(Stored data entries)
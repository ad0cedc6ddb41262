use sea_orm::entity::prelude::*;
use serde::Serialize;

#[derive(Clone, Debug, PartialEq, DeriveEntityModel, Serialize)]
#[sea_orm(table_name = "posts")]
#[serde(rename_all = "camelCase")]
pub struct Model {
    #[sea_orm(primary_key, auto_increment = false)]
    pub id: String,
    pub title: String,
    pub short_description: String,
    pub content: String,
    pub cover_image: Option<String>,
    pub author_id: String,
    pub category_id: String,
    /// Free-form discriminator ("post" or "article"), not schema-enforced.
    #[sea_orm(column_name = "type")]
    #[serde(rename = "type")]
    pub kind: String,
    pub published: bool,
    pub view_count: i32,
    pub like_count: i32,
    pub created_at: DateTime,
    pub updated_at: DateTime,
}

#[derive(Copy, Clone, Debug, EnumIter, DeriveRelation)]
pub enum Relation {
    #[sea_orm(
        belongs_to = "super::users::Entity",
        from = "Column::AuthorId",
        to = "super::users::Column::Id",
        on_update = "NoAction",
        on_delete = "NoAction"
    )]
    Users,
    #[sea_orm(
        belongs_to = "super::categories::Entity",
        from = "Column::CategoryId",
        to = "super::categories::Column::Id",
        on_update = "NoAction",
        on_delete = "NoAction"
    )]
    Categories,
    #[sea_orm(has_many = "super::comments::Entity")]
    Comments,
    #[sea_orm(has_many = "super::post_files::Entity")]
    PostFiles,
    #[sea_orm(has_many = "super::post_views::Entity")]
    PostViews,
    #[sea_orm(has_many = "super::post_likes::Entity")]
    PostLikes,
}

impl Related<super::users::Entity> for Entity {
    fn to() -> RelationDef {
        Relation::Users.def()
    }
}

impl Related<super::categories::Entity> for Entity {
    fn to() -> RelationDef {
        Relation::Categories.def()
    }
}

impl Related<super::comments::Entity> for Entity {
    fn to() -> RelationDef {
        Relation::Comments.def()
    }
}

impl Related<super::post_files::Entity> for Entity {
    fn to() -> RelationDef {
        Relation::PostFiles.def()
    }
}

impl Related<super::post_views::Entity> for Entity {
    fn to() -> RelationDef {
        Relation::PostViews.def()
    }
}

impl Related<super::post_likes::Entity> for Entity {
    fn to() -> RelationDef {
        Relation::PostLikes.def()
    }
}

impl ActiveModelBehavior for ActiveModel {}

▶ **Requirement**
The data must be given again in full. Keep every line identical.

▶ **Exercise result**
repository ad0cedc6ddb41262
use sea_orm::entity::prelude::*;
use serde::Serialize;

#[derive(Clone, Debug, PartialEq, DeriveEntityModel, Serialize)]
#[sea_orm(table_name = "posts")]
#[serde(rename_all = "camelCase")]
pub struct Model {
    #[sea_orm(primary_key, auto_increment = false)]
    pub id: String,
    pub title: String,
    pub short_description: String,
    pub content: String,
    pub cover_image: Option<String>,
    pub author_id: String,
    pub category_id: String,
    /// Free-form discriminator ("post" or "article"), not schema-enforced.
    #[sea_orm(column_name = "type")]
    #[serde(rename = "type")]
    pub kind: String,
    pub published: bool,
    pub view_count: i32,
    pub like_count: i32,
    pub created_at: DateTime,
    pub updated_at: DateTime,
}

#[derive(Copy, Clone, Debug, EnumIter, DeriveRelation)]
pub enum Relation {
    #[sea_orm(
        belongs_to = "super::users::Entity",
        from = "Column::AuthorId",
        to = "super::users::Column::Id",
        on_update = "NoAction",
        on_delete = "NoAction"
    )]
    Users,
    #[sea_orm(
        belongs_to = "super::categories::Entity",
        from = "Column::CategoryId",
        to = "super::categories::Column::Id",
        on_update = "NoAction",
        on_delete = "NoAction"
    )]
    Categories,
    #[sea_orm(has_many = "super::comments::Entity")]
    Comments,
    #[sea_orm(has_many = "super::post_files::Entity")]
    PostFiles,
    #[sea_orm(has_many = "super::post_views::Entity")]
    PostViews,
    #[sea_orm(has_many = "super::post_likes::Entity")]
    PostLikes,
}

impl Related<super::users::Entity> for Entity {
    fn to() -> RelationDef {
        Relation::Users.def()
    }
}

impl Related<super::categories::Entity> for Entity {
    fn to() -> RelationDef {
        Relation::Categories.def()
    }
}

impl Related<super::comments::Entity> for Entity {
    fn to() -> RelationDef {
        Relation::Comments.def()
    }
}

impl Related<super::post_files::Entity> for Entity {
    fn to() -> RelationDef {
        Relation::PostFiles.def()
    }
}

impl Related<super::post_views::Entity> for Entity {
    fn to() -> RelationDef {
        Relation::PostViews.def()
    }
}

impl Related<super::post_likes::Entity> for Entity {
    fn to() -> RelationDef {
        Relation::PostLikes.def()
    }
}

impl ActiveModelBehavior for ActiveModel {}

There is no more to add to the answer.